//! Streaming reply aggregation
//!
//! Folds incremental text fragments of one in-flight chat reply into a
//! single growing [`Message`], publishing the partial state after every
//! fragment.
//!
//! ```text
//! Empty ──fragment──▶ Accumulating ──fragment──▶ Accumulating
//!   │                      │
//!   │ done                 │ done
//!   ▼                      ▼
//! Complete             Complete
//!
//! Empty / Accumulating ──error──▶ Failed
//! ```

use crate::classify::ClassifiedError;
use crate::conversation::Transcript;
use chiko_llm::Message;
use thiserror::Error;
use tokio::sync::watch;
use tracing::debug;

/// Lifecycle of one aggregated reply
#[derive(Debug, Clone, Copy, PartialEq, Eq, Hash)]
pub enum StreamState {
    /// Placeholder appended, nothing received yet
    Empty,
    /// At least one fragment applied
    Accumulating,
    /// Upstream closed cleanly; the message is final
    Complete,
    /// Upstream failed; an error turn was appended
    Failed,
}

impl StreamState {
    /// Whether no further transitions are allowed
    #[must_use]
    pub fn is_terminal(&self) -> bool {
        matches!(self, Self::Complete | Self::Failed)
    }
}

/// Invalid use of an aggregator
#[derive(Debug, Clone, PartialEq, Eq, Error)]
pub enum AggregateError {
    /// The reply already reached a terminal state
    #[error("message {id} is already {state:?}")]
    Closed {
        /// Message id
        id: String,
        /// Terminal state reached
        state: StreamState,
    },
}

/// Folds one streamed reply into a transcript message
#[derive(Debug)]
pub struct StreamingAggregator {
    message: Message,
    state: StreamState,
    updates: watch::Sender<Message>,
}

impl StreamingAggregator {
    /// Append an empty model placeholder to `transcript` and start folding
    /// into it.
    pub fn begin(transcript: &mut Transcript) -> Self {
        let message = Message::model("");
        transcript.push(message.clone());
        let (updates, _) = watch::channel(message.clone());

        debug!(message_id = %message.id, "Streaming reply started");

        Self {
            message,
            state: StreamState::Empty,
            updates,
        }
    }

    /// Id of the message being built
    #[must_use]
    pub fn message_id(&self) -> &str {
        &self.message.id
    }

    /// Current state
    #[must_use]
    pub fn state(&self) -> StreamState {
        self.state
    }

    /// Content accumulated so far
    #[must_use]
    pub fn content(&self) -> &str {
        &self.message.content
    }

    /// Observe the message as it grows. The receiver always holds the most
    /// recent snapshot; a slow observer may skip intermediate ones.
    #[must_use]
    pub fn subscribe(&self) -> watch::Receiver<Message> {
        self.updates.subscribe()
    }

    /// Append `fragment` and republish. Fragments must be applied in
    /// arrival order.
    pub fn apply(
        &mut self,
        transcript: &mut Transcript,
        fragment: &str,
    ) -> Result<(), AggregateError> {
        self.ensure_open()?;

        self.message.content.push_str(fragment);
        self.state = StreamState::Accumulating;

        if let Some(entry) = transcript.get_mut(&self.message.id) {
            entry.content.clone_from(&self.message.content);
        }
        self.updates.send_replace(self.message.clone());
        Ok(())
    }

    /// Mark the reply final and return it
    pub fn complete(&mut self) -> Result<Message, AggregateError> {
        self.ensure_open()?;
        self.state = StreamState::Complete;

        debug!(
            message_id = %self.message.id,
            len = self.message.content.len(),
            "Streaming reply complete"
        );
        Ok(self.message.clone())
    }

    /// Close the reply as failed and append the error turn.
    ///
    /// Partial content already shown stays in place. An untouched
    /// placeholder is removed so the user turn is still answered by exactly
    /// one model message. Returns the appended error message.
    pub fn fail(
        &mut self,
        transcript: &mut Transcript,
        error: &ClassifiedError,
    ) -> Result<Message, AggregateError> {
        self.ensure_open()?;

        if self.state == StreamState::Empty {
            transcript.remove(&self.message.id);
        }
        self.state = StreamState::Failed;

        let notice = Message::model(error.user_message());
        transcript.push(notice.clone());

        debug!(
            message_id = %self.message.id,
            kind = ?error.kind(),
            "Streaming reply failed"
        );
        Ok(notice)
    }

    /// Message built so far, if it received any content
    #[must_use]
    pub fn partial(&self) -> Option<&Message> {
        (!self.message.content.is_empty()).then_some(&self.message)
    }

    fn ensure_open(&self) -> Result<(), AggregateError> {
        if self.state.is_terminal() {
            return Err(AggregateError::Closed {
                id: self.message.id.clone(),
                state: self.state,
            });
        }
        Ok(())
    }
}
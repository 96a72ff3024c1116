//! Chiko - Santuy AI Assistant
//!
//! CLI entry point: streaming chat, image generation and photo studio over
//! Google Gemini.

#![forbid(unsafe_code)]

use anyhow::Result;
use clap::Parser;
use tracing::debug;
use tracing_subscriber::{layer::SubscriberExt, util::SubscriberInitExt};

mod app;
mod cli;

#[tokio::main]
async fn main() -> Result<()> {
    let _ = dotenvy::dotenv();

    // Logs go to stderr so streamed replies on stdout stay clean
    tracing_subscriber::registry()
        .with(
            tracing_subscriber::EnvFilter::try_from_default_env()
                .unwrap_or_else(|_| "chiko=warn,chiko_core=warn,chiko_llm=warn".into()),
        )
        .with(tracing_subscriber::fmt::layer().with_writer(std::io::stderr))
        .init();

    let cli = cli::Cli::parse();
    debug!("Starting Chiko v{}", env!("CARGO_PKG_VERSION"));

    cli::run(cli).await
}
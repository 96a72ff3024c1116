//! Credential resolution
//!
//! Two candidates are checked in order: a value baked in at build time,
//! then a runtime override the front end may replace at any point. The
//! first non-empty candidate wins.

use chiko_llm::ApiKey;
use std::sync::RwLock;
use tracing::debug;

/// Resolves the provider API key for each request
#[derive(Debug, Default)]
pub struct CredentialResolver {
    build_time: Option<ApiKey>,
    runtime: RwLock<Option<ApiKey>>,
}

impl CredentialResolver {
    /// Create a resolver with an explicit build-time value
    #[must_use]
    pub fn new(build_time: Option<&str>) -> Self {
        Self {
            build_time: build_time.and_then(ApiKey::parse),
            runtime: RwLock::new(None),
        }
    }

    /// Resolver seeded from `CHIKO_API_KEY` as captured at compile time
    #[must_use]
    pub fn from_build_env() -> Self {
        Self::new(option_env!("CHIKO_API_KEY"))
    }

    /// Set the runtime override
    #[must_use]
    pub fn with_override(self, value: Option<&str>) -> Self {
        self.set_override(value);
        self
    }

    /// Replace the runtime override. Blank values clear it.
    pub fn set_override(&self, value: Option<&str>) {
        let key = value.and_then(ApiKey::parse);
        debug!(present = key.is_some(), "Credential override updated");
        match self.runtime.write() {
            Ok(mut guard) => *guard = key,
            Err(poisoned) => *poisoned.into_inner() = key,
        }
    }

    /// First non-empty candidate, if any
    #[must_use]
    pub fn resolve(&self) -> Option<ApiKey> {
        if let Some(key) = &self.build_time {
            return Some(key.clone());
        }
        match self.runtime.read() {
            Ok(guard) => guard.clone(),
            Err(poisoned) => poisoned.into_inner().clone(),
        }
    }

    /// Whether any candidate is present
    #[must_use]
    pub fn is_available(&self) -> bool {
        self.resolve().is_some()
    }
}

#[cfg(test)]
mod tests {
    use super::*;

    #[test]
    fn test_nothing_configured() {
        let resolver = CredentialResolver::new(None);
        assert!(resolver.resolve().is_none());
        assert!(!resolver.is_available());
    }

    #[test]
    fn test_build_time_wins() {
        let resolver =
            CredentialResolver::new(Some("AIzaBuildTimeKey0001")).with_override(Some("AIzaRuntimeKey0002"));
        assert_eq!(resolver.resolve().unwrap().expose(), "AIzaBuildTimeKey0001");
    }

    #[test]
    fn test_blank_build_time_falls_through() {
        let resolver = CredentialResolver::new(Some("\"\"")).with_override(Some("AIzaRuntimeKey0002"));
        assert_eq!(resolver.resolve().unwrap().expose(), "AIzaRuntimeKey0002");
    }

    #[test]
    fn test_override_can_be_cleared() {
        let resolver = CredentialResolver::new(None).with_override(Some("AIzaRuntimeKey0002"));
        assert!(resolver.is_available());
        resolver.set_override(Some("   "));
        assert!(!resolver.is_available());
    }

    #[test]
    fn test_debug_never_shows_key() {
        let resolver = CredentialResolver::new(Some("AIzaSuperSecretValue9"));
        let debug = format!("{:?}", resolver);
        assert!(!debug.contains("SuperSecret"));
    }
}
//! Chiko Core - Request Orchestration & Quota Governance
//!
//! This crate provides the core of the Chiko assistant:
//! - Quota: client-side rolling request log against provider rate limits
//! - Classify: failure taxonomy with localized user-facing messages
//! - Aggregator: folds streamed fragments into one growing reply
//! - Orchestrator: chat / image generation / image edit façade with
//!   per-slot in-flight guards
//! - Personality / Studio: closed configuration sets

#![forbid(unsafe_code)]
#![warn(missing_docs)]

pub mod aggregator;
pub mod classify;
pub mod conversation;
pub mod credential;
pub mod error;
pub mod orchestrator;
pub mod personality;
pub mod quota;
pub mod studio;

pub use aggregator::{AggregateError, StreamState, StreamingAggregator};
pub use classify::{ClassifiedError, ErrorClassifier, ErrorKind, Failure, Locale};
pub use conversation::{Transcript, GREETING};
pub use credential::CredentialResolver;
pub use error::{OrchestratorError, Result, StoreError};
pub use orchestrator::{
    ChatStream, ImageRequest, OrchestratorConfig, RequestOrchestrator, Slot, SlotGuard,
    TurnOutcome,
};
pub use personality::{ImageStyle, Personality};
pub use quota::{
    FileStore, MemoryStore, QuotaLimits, QuotaStats, QuotaStore, QuotaTracker, QUOTA_KEY,
};
pub use studio::{EditTool, EditToolError, ToneFilter};
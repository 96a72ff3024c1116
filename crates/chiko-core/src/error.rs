//! Error types for chiko-core

use crate::aggregator::AggregateError;
use crate::classify::ClassifiedError;
use crate::orchestrator::Slot;
use thiserror::Error;

/// Durable storage error
#[derive(Debug, Error)]
pub enum StoreError {
    /// Filesystem failure
    #[error("storage io error: {0}")]
    Io(#[from] std::io::Error),

    /// A lock holder panicked
    #[error("storage lock poisoned")]
    Poisoned,
}

/// Error returned by the request orchestrator
#[derive(Debug, Error)]
pub enum OrchestratorError {
    /// A request for this slot is already in flight
    #[error("{0} request already in flight")]
    SlotBusy(Slot),

    /// The request failed and was classified
    #[error(transparent)]
    Classified(#[from] ClassifiedError),

    /// Reply aggregation was driven past a terminal state
    #[error(transparent)]
    Aggregate(#[from] AggregateError),
}

impl OrchestratorError {
    /// The classified failure, if this is not a slot conflict
    #[must_use]
    pub fn classified(&self) -> Option<&ClassifiedError> {
        match self {
            Self::Classified(err) => Some(err),
            Self::SlotBusy(_) | Self::Aggregate(_) => None,
        }
    }
}

/// Result alias for orchestrator operations
pub type Result<T> = std::result::Result<T, OrchestratorError>;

## TASK DETAILS
Every line from the data above that contains "SlotBusy" must appear in the answer.

## WRITTEN RESPONSE
    SlotBusy(Slot),
            Self::SlotBusy(_) | Self::Aggregate(_) => None,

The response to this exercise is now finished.